(Stored data)

== Segment start ==

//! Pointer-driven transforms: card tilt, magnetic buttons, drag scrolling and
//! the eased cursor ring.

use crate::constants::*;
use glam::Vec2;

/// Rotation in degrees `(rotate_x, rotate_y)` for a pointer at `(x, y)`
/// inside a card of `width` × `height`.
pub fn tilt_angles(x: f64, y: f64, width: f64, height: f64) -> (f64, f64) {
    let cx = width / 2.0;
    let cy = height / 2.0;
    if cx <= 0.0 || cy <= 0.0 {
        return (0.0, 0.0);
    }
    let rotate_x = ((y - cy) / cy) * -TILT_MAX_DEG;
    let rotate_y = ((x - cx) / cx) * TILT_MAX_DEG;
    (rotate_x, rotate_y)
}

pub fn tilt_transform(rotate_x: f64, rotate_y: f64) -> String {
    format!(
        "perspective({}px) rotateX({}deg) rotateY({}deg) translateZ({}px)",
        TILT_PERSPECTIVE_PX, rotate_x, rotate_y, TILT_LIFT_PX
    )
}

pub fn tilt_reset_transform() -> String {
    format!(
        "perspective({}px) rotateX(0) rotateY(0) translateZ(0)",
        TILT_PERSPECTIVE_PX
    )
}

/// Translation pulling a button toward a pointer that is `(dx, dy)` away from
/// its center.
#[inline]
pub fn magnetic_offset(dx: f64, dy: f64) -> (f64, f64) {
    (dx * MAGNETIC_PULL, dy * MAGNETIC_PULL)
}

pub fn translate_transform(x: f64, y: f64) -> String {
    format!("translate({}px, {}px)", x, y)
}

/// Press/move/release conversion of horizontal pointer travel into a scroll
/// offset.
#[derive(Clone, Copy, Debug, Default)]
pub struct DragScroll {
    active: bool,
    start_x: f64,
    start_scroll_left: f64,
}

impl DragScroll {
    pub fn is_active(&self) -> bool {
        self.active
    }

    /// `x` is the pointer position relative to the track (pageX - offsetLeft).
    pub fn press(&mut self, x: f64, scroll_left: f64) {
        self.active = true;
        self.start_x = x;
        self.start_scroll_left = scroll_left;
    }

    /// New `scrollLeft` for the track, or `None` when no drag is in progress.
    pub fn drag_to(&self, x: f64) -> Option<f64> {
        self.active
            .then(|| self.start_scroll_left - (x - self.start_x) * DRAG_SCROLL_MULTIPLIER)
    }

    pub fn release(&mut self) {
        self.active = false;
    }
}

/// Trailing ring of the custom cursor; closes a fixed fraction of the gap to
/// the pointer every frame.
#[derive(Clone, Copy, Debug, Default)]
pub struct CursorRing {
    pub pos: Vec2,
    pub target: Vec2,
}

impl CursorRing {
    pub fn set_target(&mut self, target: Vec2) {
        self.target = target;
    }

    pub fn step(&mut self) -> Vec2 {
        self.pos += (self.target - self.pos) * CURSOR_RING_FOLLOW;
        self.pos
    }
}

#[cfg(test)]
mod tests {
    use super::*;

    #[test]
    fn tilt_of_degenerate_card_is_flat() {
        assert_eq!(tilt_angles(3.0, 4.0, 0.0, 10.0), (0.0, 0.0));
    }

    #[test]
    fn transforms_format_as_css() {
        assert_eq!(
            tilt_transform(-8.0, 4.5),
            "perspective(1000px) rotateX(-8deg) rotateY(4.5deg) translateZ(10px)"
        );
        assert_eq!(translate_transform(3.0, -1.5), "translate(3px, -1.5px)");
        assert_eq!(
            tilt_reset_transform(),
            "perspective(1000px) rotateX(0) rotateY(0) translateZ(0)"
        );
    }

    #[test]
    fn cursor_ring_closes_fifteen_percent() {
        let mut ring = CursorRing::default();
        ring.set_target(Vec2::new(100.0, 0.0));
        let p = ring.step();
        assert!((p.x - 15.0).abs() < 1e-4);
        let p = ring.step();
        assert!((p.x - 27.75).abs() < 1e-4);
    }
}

== Segment end ==

### How to complete this task
Reply with the complete records, restated exactly.

### Output of the exercise
//! Pointer-driven transforms: card tilt, magnetic buttons, drag scrolling and
//! the eased cursor ring.

use crate::constants::*;
use glam::Vec2;

/// Rotation in degrees `(rotate_x, rotate_y)` for a pointer at `(x, y)`
/// inside a card of `width` × `height`.
pub fn tilt_angles(x: f64, y: f64, width: f64, height: f64) -> (f64, f64) {
    let cx = width / 2.0;
    let cy = height / 2.0;
    if cx <= 0.0 || cy <= 0.0 {
        return (0.0, 0.0);
    }
    let rotate_x = ((y - cy) / cy) * -TILT_MAX_DEG;
    let rotate_y = ((x - cx) / cx) * TILT_MAX_DEG;
    (rotate_x, rotate_y)
}

pub fn tilt_transform(rotate_x: f64, rotate_y: f64) -> String {
    format!(
        "perspective({}px) rotateX({}deg) rotateY({}deg) translateZ({}px)",
        TILT_PERSPECTIVE_PX, rotate_x, rotate_y, TILT_LIFT_PX
    )
}

pub fn tilt_reset_transform() -> String {
    format!(
        "perspective({}px) rotateX(0) rotateY(0) translateZ(0)",
        TILT_PERSPECTIVE_PX
    )
}

/// Translation pulling a button toward a pointer that is `(dx, dy)` away from
/// its center.
#[inline]
pub fn magnetic_offset(dx: f64, dy: f64) -> (f64, f64) {
    (dx * MAGNETIC_PULL, dy * MAGNETIC_PULL)
}

pub fn translate_transform(x: f64, y: f64) -> String {
    format!("translate({}px, {}px)", x, y)
}

/// Press/move/release conversion of horizontal pointer travel into a scroll
/// offset.
#[derive(Clone, Copy, Debug, Default)]
pub struct DragScroll {
    active: bool,
    start_x: f64,
    start_scroll_left: f64,
}

impl DragScroll {
    pub fn is_active(&self) -> bool {
        self.active
    }

    /// `x` is the pointer position relative to the track (pageX - offsetLeft).
    pub fn press(&mut self, x: f64, scroll_left: f64) {
        self.active = true;
        self.start_x = x;
        self.start_scroll_left = scroll_left;
    }

    /// New `scrollLeft` for the track, or `None` when no drag is in progress.
    pub fn drag_to(&self, x: f64) -> Option<f64> {
        self.active
            .then(|| self.start_scroll_left - (x - self.start_x) * DRAG_SCROLL_MULTIPLIER)
    }

    pub fn release(&mut self) {
        self.active = false;
    }
}

/// Trailing ring of the custom cursor; closes a fixed fraction of the gap to
/// the pointer every frame.
#[derive(Clone, Copy, Debug, Default)]
pub struct CursorRing {
    pub pos: Vec2,
    pub target: Vec2,
}

impl CursorRing {
    pub fn set_target(&mut self, target: Vec2) {
        self.target = target;
    }

    pub fn step(&mut self) -> Vec2 {
        self.pos += (self.target - self.pos) * CURSOR_RING_FOLLOW;
        self.pos
    }
}

#[cfg(test)]
mod tests {
    use super::*;

    #[test]
    fn tilt_of_degenerate_card_is_flat() {
        assert_eq!(tilt_angles(3.0, 4.0, 0.0, 10.0), (0.0, 0.0));
    }

    #[test]
    fn transforms_format_as_css() {
        assert_eq!(
            tilt_transform(-8.0, 4.5),
            "perspective(1000px) rotateX(-8deg) rotateY(4.5deg) translateZ(10px)"
        );
        assert_eq!(translate_transform(3.0, -1.5), "translate(3px, -1.5px)");
        assert_eq!(
            tilt_reset_transform(),
            "perspective(1000px) rotateX(0) rotateY(0) translateZ(0)"
        );
    }

    #[test]
    fn cursor_ring_closes_fifteen_percent() {
        let mut ring = CursorRing::default();
        ring.set_target(Vec2::new(100.0, 0.0));
        let p = ring.step();
        assert!((p.x - 15.0).abs() < 1e-4);
        let p = ring.step();
        assert!((p.x - 27.75).abs() < 1e-4);
    }
}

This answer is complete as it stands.